*** Opening INFORMATION ***

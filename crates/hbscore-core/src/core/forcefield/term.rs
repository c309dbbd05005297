use serde::Deserialize;
use std::fmt;
use std::ops::{Add, AddAssign, Index, IndexMut};

/// Hydrogen-bond score terms an evaluation can contribute to.
#[derive(Debug, Clone, Copy, PartialEq, Eq, Hash, Deserialize)]
#[serde(rename_all = "snake_case")]
pub enum ScoreType {
    HbondSrBb,
    HbondLrBb,
    HbondBbSc,
    HbondSc,
    HbondIntra,
    /// Bonds involving hybrid water.
    HbondWat,
    /// Entropy penalty for a water molecule bound to a single partner.
    WatEntropy,
    /// Intra-residue sink used when intra bonds go into the total.
    Hbond,
}

impl ScoreType {
    pub const COUNT: usize = 8;

    pub const ALL: [ScoreType; Self::COUNT] = [
        Self::HbondSrBb,
        Self::HbondLrBb,
        Self::HbondBbSc,
        Self::HbondSc,
        Self::HbondIntra,
        Self::HbondWat,
        Self::WatEntropy,
        Self::Hbond,
    ];

    pub fn name(&self) -> &'static str {
        match self {
            Self::HbondSrBb => "hbond_sr_bb",
            Self::HbondLrBb => "hbond_lr_bb",
            Self::HbondBbSc => "hbond_bb_sc",
            Self::HbondSc => "hbond_sc",
            Self::HbondIntra => "hbond_intra",
            Self::HbondWat => "hbond_wat",
            Self::WatEntropy => "wat_entropy",
            Self::Hbond => "hbond",
        }
    }
}

impl fmt::Display for ScoreType {
    fn fmt(&self, f: &mut fmt::Formatter<'_>) -> fmt::Result {
        f.write_str(self.name())
    }
}

/// Per-term energies (or weights) indexed by [`ScoreType`].
#[derive(Debug, Clone, Copy, PartialEq, Default)]
pub struct EnergyMap {
    values: [f64; ScoreType::COUNT],
}

impl EnergyMap {
    pub fn new() -> Self {
        Self::default()
    }

    /// A map with every term set to `value`.
    pub fn filled(value: f64) -> Self {
        Self {
            values: [value; ScoreType::COUNT],
        }
    }

    pub fn with(mut self, score_type: ScoreType, value: f64) -> Self {
        self[score_type] = value;
        self
    }

    /// Weighted sum `Σ self[t] * weights[t]`.
    pub fn dot(&self, weights: &EnergyMap) -> f64 {
        self.values
            .iter()
            .zip(weights.values.iter())
            .map(|(e, w)| e * w)
            .sum()
    }

    /// Unweighted sum of all terms.
    pub fn total(&self) -> f64 {
        self.values.iter().sum()
    }

    pub fn iter(&self) -> impl Iterator<Item = (ScoreType, f64)> + '_ {
        ScoreType::ALL.iter().map(|&t| (t, self[t]))
    }

    pub fn is_zero(&self) -> bool {
        self.values.iter().all(|&v| v == 0.0)
    }
}

impl Index<ScoreType> for EnergyMap {
    type Output = f64;

    fn index(&self, score_type: ScoreType) -> &f64 {
        &self.values[score_type as usize]
    }
}

impl IndexMut<ScoreType> for EnergyMap {
    fn index_mut(&mut self, score_type: ScoreType) -> &mut f64 {
        &mut self.values[score_type as usize]
    }
}

impl Add for EnergyMap {
    type Output = Self;

    fn add(mut self, rhs: Self) -> Self::Output {
        self += rhs;
        self
    }
}

impl AddAssign for EnergyMap {
    fn add_assign(&mut self, rhs: Self) {
        for (a, b) in self.values.iter_mut().zip(rhs.values.iter()) {
            *a += b;
        }
    }
}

*** Closing INFORMATION ***

WHAT IS NEEDED:
A word-for-word transcription of the data above is required.

RESPONSE TO THIS EXERCISE:
filename crates/hbscore-core/src/core/forcefield/term.rs
repository c309dbbd05005297
use serde::Deserialize;
use std::fmt;
use std::ops::{Add, AddAssign, Index, IndexMut};

/// Hydrogen-bond score terms an evaluation can contribute to.
#[derive(Debug, Clone, Copy, PartialEq, Eq, Hash, Deserialize)]
#[serde(rename_all = "snake_case")]
pub enum ScoreType {
    HbondSrBb,
    HbondLrBb,
    HbondBbSc,
    HbondSc,
    HbondIntra,
    /// Bonds involving hybrid water.
    HbondWat,
    /// Entropy penalty for a water molecule bound to a single partner.
    WatEntropy,
    /// Intra-residue sink used when intra bonds go into the total.
    Hbond,
}

impl ScoreType {
    pub const COUNT: usize = 8;

    pub const ALL: [ScoreType; Self::COUNT] = [
        Self::HbondSrBb,
        Self::HbondLrBb,
        Self::HbondBbSc,
        Self::HbondSc,
        Self::HbondIntra,
        Self::HbondWat,
        Self::WatEntropy,
        Self::Hbond,
    ];

    pub fn name(&self) -> &'static str {
        match self {
            Self::HbondSrBb => "hbond_sr_bb",
            Self::HbondLrBb => "hbond_lr_bb",
            Self::HbondBbSc => "hbond_bb_sc",
            Self::HbondSc => "hbond_sc",
            Self::HbondIntra => "hbond_intra",
            Self::HbondWat => "hbond_wat",
            Self::WatEntropy => "wat_entropy",
            Self::Hbond => "hbond",
        }
    }
}

impl fmt::Display for ScoreType {
    fn fmt(&self, f: &mut fmt::Formatter<'_>) -> fmt::Result {
        f.write_str(self.name())
    }
}

/// Per-term energies (or weights) indexed by [`ScoreType`].
#[derive(Debug, Clone, Copy, PartialEq, Default)]
pub struct EnergyMap {
    values: [f64; ScoreType::COUNT],
}

impl EnergyMap {
    pub fn new() -> Self {
        Self::default()
    }

    /// A map with every term set to `value`.
    pub fn filled(value: f64) -> Self {
        Self {
            values: [value; ScoreType::COUNT],
        }
    }

    pub fn with(mut self, score_type: ScoreType, value: f64) -> Self {
        self[score_type] = value;
        self
    }

    /// Weighted sum `Σ self[t] * weights[t]`.
    pub fn dot(&self, weights: &EnergyMap) -> f64 {
        self.values
            .iter()
            .zip(weights.values.iter())
            .map(|(e, w)| e * w)
            .sum()
    }

    /// Unweighted sum of all terms.
    pub fn total(&self) -> f64 {
        self.values.iter().sum()
    }

    pub fn iter(&self) -> impl Iterator<Item = (ScoreType, f64)> + '_ {
        ScoreType::ALL.iter().map(|&t| (t, self[t]))
    }

    pub fn is_zero(&self) -> bool {
        self.values.iter().all(|&v| v == 0.0)
    }
}

impl Index<ScoreType> for EnergyMap {
    type Output = f64;

    fn index(&self, score_type: ScoreType) -> &f64 {
        &self.values[score_type as usize]
    }
}

impl IndexMut<ScoreType> for EnergyMap {
    fn index_mut(&mut self, score_type: ScoreType) -> &mut f64 {
        &mut self.values[score_type as usize]
    }
}

impl Add for EnergyMap {
    type Output = Self;

    fn add(mut self, rhs: Self) -> Self::Output {
        self += rhs;
        self
    }
}

impl AddAssign for EnergyMap {
    fn add_assign(&mut self, rhs: Self) {
        for (a, b) in self.values.iter_mut().zip(rhs.values.iter()) {
            *a += b;
        }
    }
}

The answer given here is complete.